MENDOCINO, 6/27/24 — Larry Fuente, the Mendocino artist who put a million beads on his 1960 Cadillac, has died at 76.

His death was announced June 26 by his niece, Florida real estate agent Holly Fuente. In less than an hour, the news had made the rounds of social media with people expressing sorrow and offering remembrances.

“Mendocino icon Larry Fuente’s 2019 exhibition at the Mendocino Art Center was one of the most memorable and well attended exhibitions in MAC history,” shared MAC board president Debra Lennox.

After the devastating loss of much of his artwork in a tragic fire in 2020, MAC reached out to raise money to rebuild Fuente’s studio. “Mendocino has lost a vibrant, irreverent spirit in our community who is irreplaceable,” Lennox shared. “His laugh, his humor and his plastic beads will be with us forever.”

Fuente’s death struck many locals as particularly sad timing, as he was most beloved for his appearances at the sometimes wacky and racy, sometimes patriotic, sometimes just silly Mendocino Fourth of July parade. The parade is expected to once again pack the town full of locals and visitors next Thursday.

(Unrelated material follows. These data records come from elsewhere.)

/// Create or overwrite `path` on an existing branch with an explicit message.
fn commit_file(forge: &Forge, branch: &str, path: &str, body: &str, message: &str) {
    let grant = forge.repos.content_grant(&acme(), "acme", branch).unwrap();
    let opts = ChangeFileOptions {
        branch: Some(branch.to_string()),
        new_branch: None,
        message: Some(message.to_string()),
    };
    let content = body.as_bytes().to_vec();
    match forge.contents.get_file(&acme(), path, Some(branch)) {
        Ok(current) => forge
            .contents
            .update_file(&acme(), path, content, Some(current.sha), &opts, "acme", grant.as_ref())
            .unwrap(),
        Err(_) => forge
            .contents
            .create_file(&acme(), path, content, &opts, "acme", grant.as_ref())
            .unwrap(),
    };
}

fn read(forge: &Forge, branch: &str, path: &str) -> String {
    let file = forge.contents.get_file(&acme(), path, Some(branch)).unwrap();
    String::from_utf8(file.decode().unwrap()).unwrap()
}

/// Messages of the last `n` commits on `branch`, oldest first, following
/// first parents.
fn first_parent_messages(forge: &Forge, branch: &str, n: usize) -> Vec<String> {
    let client = forge.store.open(&acme()).unwrap();
    let mut oid = client.resolve_branch(branch).unwrap();
    let mut messages = Vec::new();
    for _ in 0..n {
        let info = client.commit_info(oid).unwrap();
        messages.push(info.message.trim_end().to_string());
        match info.parents.first() {
            Some(parent) => oid = git2::Oid::from_str(parent).unwrap(),
            None => break,
        }
    }
    messages.reverse();
    messages
}

fn ctx(forge: &Forge) -> prforge_core::OperationContext {
    forge.operation_context()
}

// ===========================================================================
// Divergence and updates
// ===========================================================================

#[test]
fn test_one_ahead_one_behind() {
    let (_dir, forge) = setup();
    let index = diverged_pull(&forge);
    let counts = forge.pulls.get_diverging(&acme(), index, &ctx(&forge)).unwrap();
    assert_eq!((counts.ahead, counts.behind), (1, 1));
}

#[test]
fn test_merge_update_then_two_ahead() {
    let (_dir, forge) = setup();
    let index = diverged_pull(&forge);
    let old_head = tip(&forge, &acme(), "feature");

    let outcome = forge
        .pulls
        .update_pull_request(&acme(), index, "acme", Some(UpdateStrategy::Merge), &ctx(&forge))
        .unwrap();
    match &outcome {
        UpdateOutcome::Updated { old_head: old, new_head, commits_created, .. } => {
            assert_eq!(old, &old_head);
            assert_eq!(new_head, &tip(&forge, &acme(), "feature"));
            assert_eq!(*commits_created, 1);
        }
        other => panic!("unexpected outcome: {other:?}"),
    }

    let counts = forge.pulls.get_diverging(&acme(), index, &ctx(&forge)).unwrap();
    assert_eq!((counts.ahead, counts.behind), (2, 0));
    assert_eq!(forge.db.list_audit_log_by_action("pull.update", 10).unwrap().len(), 1);

    // A second update has nothing to do.
    let again = forge
        .pulls
        .update_pull_request(&acme(), index, "acme", None, &ctx(&forge))
        .unwrap();
    assert!(matches!(again, UpdateOutcome::AlreadyUpToDate { .. }));
    assert_eq!(again.head(), outcome.head());
}

#[test]
fn test_rebase_update_then_one_ahead() {
    let (_dir, forge) = setup();
    let index = diverged_pull(&forge);
    let base_tip = tip(&forge, &acme(), "main");

    forge
        .pulls
        .update_pull_request(&acme(), index, "acme", Some(UpdateStrategy::Rebase), &ctx(&forge))
        .unwrap();

    let counts = forge.pulls.get_diverging(&acme(), index, &ctx(&forge)).unwrap();
    assert_eq!((counts.ahead, counts.behind), (1, 0));
    let client = forge.store.open(&acme()).unwrap();
    let head = client.resolve_branch("feature").unwrap();
    assert_eq!(client.commit_info(head).unwrap().parents, vec![base_tip]);
}

#[test]
fn test_concurrent_updates_do_not_lose_writes() {
    let (_dir, forge) = setup();
    let index = diverged_pull(&forge);

    let handles: Vec<_> = (0..4)
        .map(|_| {
            let forge = forge.clone();
            thread::spawn(move || {
                forge.pulls.update_pull_request(
                    &acme(),
                    index,
                    "acme",
                    Some(UpdateStrategy::Merge),
                    &forge.operation_context(),
                )
            })
        })
        .collect();
    let outcomes: Vec<_> = handles
        .into_iter()
        .map(|h| h.join().unwrap().unwrap())
        .collect();

    let updated = outcomes
        .iter()
        .filter(|o| matches!(o, UpdateOutcome::Updated { .. }))
        .count();
    assert_eq!(updated, 1);
    let final_head = tip(&forge, &acme(), "feature");
    assert!(outcomes.iter().all(|o| o.head() == final_head));

    let counts = forge.pulls.get_diverging(&acme(), index, &ctx(&forge)).unwrap();
    assert_eq!((counts.ahead, counts.behind), (2, 0));
}

#[test]
fn test_conflicting_update_is_reported() {
    let (_dir, forge) = setup();
    forge.repos.create(&acme(), None).unwrap();
    write(&forge, &acme(), "acme", "main", None, "README.md", "hello\n");
    write(&forge, &acme(), "acme", "main", Some("feature"), "notes.txt", "feature side\n");
    write(&forge, &acme(), "acme", "main", None, "notes.txt", "base side\n");
    let pr = forge
        .pulls
        .create(
            "acme",
            &NewPullRequest {
                base: acme(),
                base_branch: "main".into(),
                head: acme(),
                head_branch: "feature".into(),
                title: "Notes".into(),
                allow_maintainer_edit: false,
            },
        )
        .unwrap();
    let head_before = tip(&forge, &acme(), "feature");

    let err = forge
        .pulls
        .update_pull_request(&acme(), pr.index, "acme", Some(UpdateStrategy::Merge), &ctx(&forge))
        .unwrap_err();
    assert!(matches!(
        err,
        CoreError::Reconcile(ReconcileError::MergeConflict { .. })
    ));
    assert_eq!(tip(&forge, &acme(), "feature"), head_before);

    let conflicts = forge.pulls.conflicts(&acme(), pr.index).unwrap();
    assert_eq!(conflicts.len(), 1);
    assert_eq!(conflicts[0].file_path, "notes.txt");
    assert!(!forge.db.list_audit_log_by_action("pull.update", 10).unwrap()[0].success);
}

// ===========================================================================
// Permissions
// ===========================================================================

#[test]
fn test_permission_denied_leaves_head_unchanged() {
    let (_dir, forge) = setup();
    let index = diverged_pull(&forge);
    let before = tip(&forge, &acme(), "feature");

    let err = forge
        .pulls
        .update_pull_request(&acme(), index, "mallory", None, &ctx(&forge))
        .unwrap_err();
    assert!(matches!(
        err,
        CoreError::Reconcile(ReconcileError::PermissionDenied { .. })
    ));
    assert_eq!(tip(&forge, &acme(), "feature"), before);

    let permission = forge
        .pulls
        .update_permission(&acme(), index, Some("mallory"))
        .unwrap();
    assert!(!permission.merge && !permission.rebase);
}

#[test]
fn test_branch_protection_limits_update_styles() {
    let (_dir, forge) = setup();
    let index = diverged_pull(&forge);
    forge
        .repos
        .set_collaborator(&acme(), "acme", "bob", AccessMode::Write)
        .unwrap();
    forge
        .repos
        .protect_branch(&acme(), "acme", "feature", true, false)
        .unwrap();

    let permission = forge.pulls.update_permission(&acme(), index, Some("bob")).unwrap();
    assert!(permission.merge);
    assert!(!permission.rebase);

    let err = forge
        .pulls
        .update_pull_request(&acme(), index, "bob", Some(UpdateStrategy::Rebase), &ctx(&forge))
        .unwrap_err();
    assert!(matches!(
        err,
        CoreError::Reconcile(ReconcileError::PermissionDenied { .. })
    ));
    forge
        .pulls
        .update_pull_request(&acme(), index, "bob", Some(UpdateStrategy::Merge), &ctx(&forge))
        .unwrap();
}

// ===========================================================================
// Forks
// ===========================================================================

fn fork_pull(forge: &Forge, allow_maintainer_edit: bool) -> i64 {
    let fork = RepoRef::new("carol", "widgets");
    forge.repos.create(&acme(), None).unwrap();
    forge.repos.create(&fork, None).unwrap();
    write(forge, &acme(), "acme", "main", None, "README.md", "hello\n");

    let base_path = forge.store.repo_path(&acme());
    forge
        .store
        .open(&fork)
        .unwrap()
        .fetch_branch_from(&base_path, "main", &branch_ref("feature"))
        .unwrap();
    write(forge, &fork, "carol", "feature", None, "feature.txt", "feature\n");
    write(forge, &acme(), "acme", "main", None, "base.txt", "base\n");

    forge
        .pulls
        .create(
            "carol",
            &NewPullRequest {
                base: acme(),
                base_branch: "main".into(),
                head: fork,
                head_branch: "feature".into(),
                title: "From a fork".into(),
                allow_maintainer_edit,
            },
        )
        .unwrap()
        .index
}

#[test]
fn test_fork_divergence_and_maintainer_update() {
    let (_dir, forge) = setup();
    let index = fork_pull(&forge, true);
    let counts = forge.pulls.get_diverging(&acme(), index, &ctx(&forge)).unwrap();
    assert_eq!((counts.ahead, counts.behind), (1, 1));

    // acme only has write access to the base repository.
    forge
        .pulls
        .update_pull_request(&acme(), index, "acme", Some(UpdateStrategy::Merge), &ctx(&forge))
        .unwrap();
    let counts = forge.pulls.get_diverging(&acme(), index, &ctx(&forge)).unwrap();
    assert_eq!((counts.ahead, counts.behind), (2, 0));
}

#[test]
fn test_fork_without_maintainer_edit_denies_base_owner() {
    let (_dir, forge) = setup();
    let index = fork_pull(&forge, false);
    let err = forge
        .pulls
        .update_pull_request(&acme(), index, "acme", None, &ctx(&forge))
        .unwrap_err();
    assert!(matches!(
        err,
        CoreError::Reconcile(ReconcileError::PermissionDenied { .. })
    ));
    forge
        .pulls
        .update_pull_request(&acme(), index, "carol", None, &ctx(&forge))
        .unwrap();
}

// ===========================================================================
// Lifecycle
// ===========================================================================

#[test]
fn test_closed_pull_request_cannot_be_updated() {
    let (_dir, forge) = setup();
    let index = diverged_pull(&forge);
    let closed = forge.pulls.close(&acme(), index, "acme").unwrap();
    assert_eq!(closed.state, PullRequestState::Closed);

    let err = forge
        .pulls
        .update_pull_request(&acme(), index, "acme", None, &ctx(&forge))
        .unwrap_err();
    assert!(matches!(
        err,
        CoreError::Reconcile(ReconcileError::PullRequestNotOpen { .. })
    ));

    let reopened = forge.pulls.reopen(&acme(), index, "acme").unwrap();
    assert!(reopened.is_open());
}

“Looking at Larry’s art car… the one he drove up Main Street at the end of every Fourth of July parade, registered or not—was like reading a Tom Robbins novel,” said Jennifer Kreger, a Fort Bragg physician.  “When I’m shown a chain of Mardi Gras beads next to a Samurai sword and a glass slipper, I’m reminded… not all of life is tidily categorized, commercial or expectable.”

Anytime Fuente would appear driving “Mad Cad,” that extravagantly glam 1960 Cadillac, he was the star of the show. He almost never registered as a parade participant and often arrived after the parade was over. No matter. He always received a huge ovation. He and others from old Mendo coined the term “Mendo time” and resisted the structure that parade registration demanded. Even organizers admitted that nobody ever knew ahead of time what surprises the event might offer just made it more fun.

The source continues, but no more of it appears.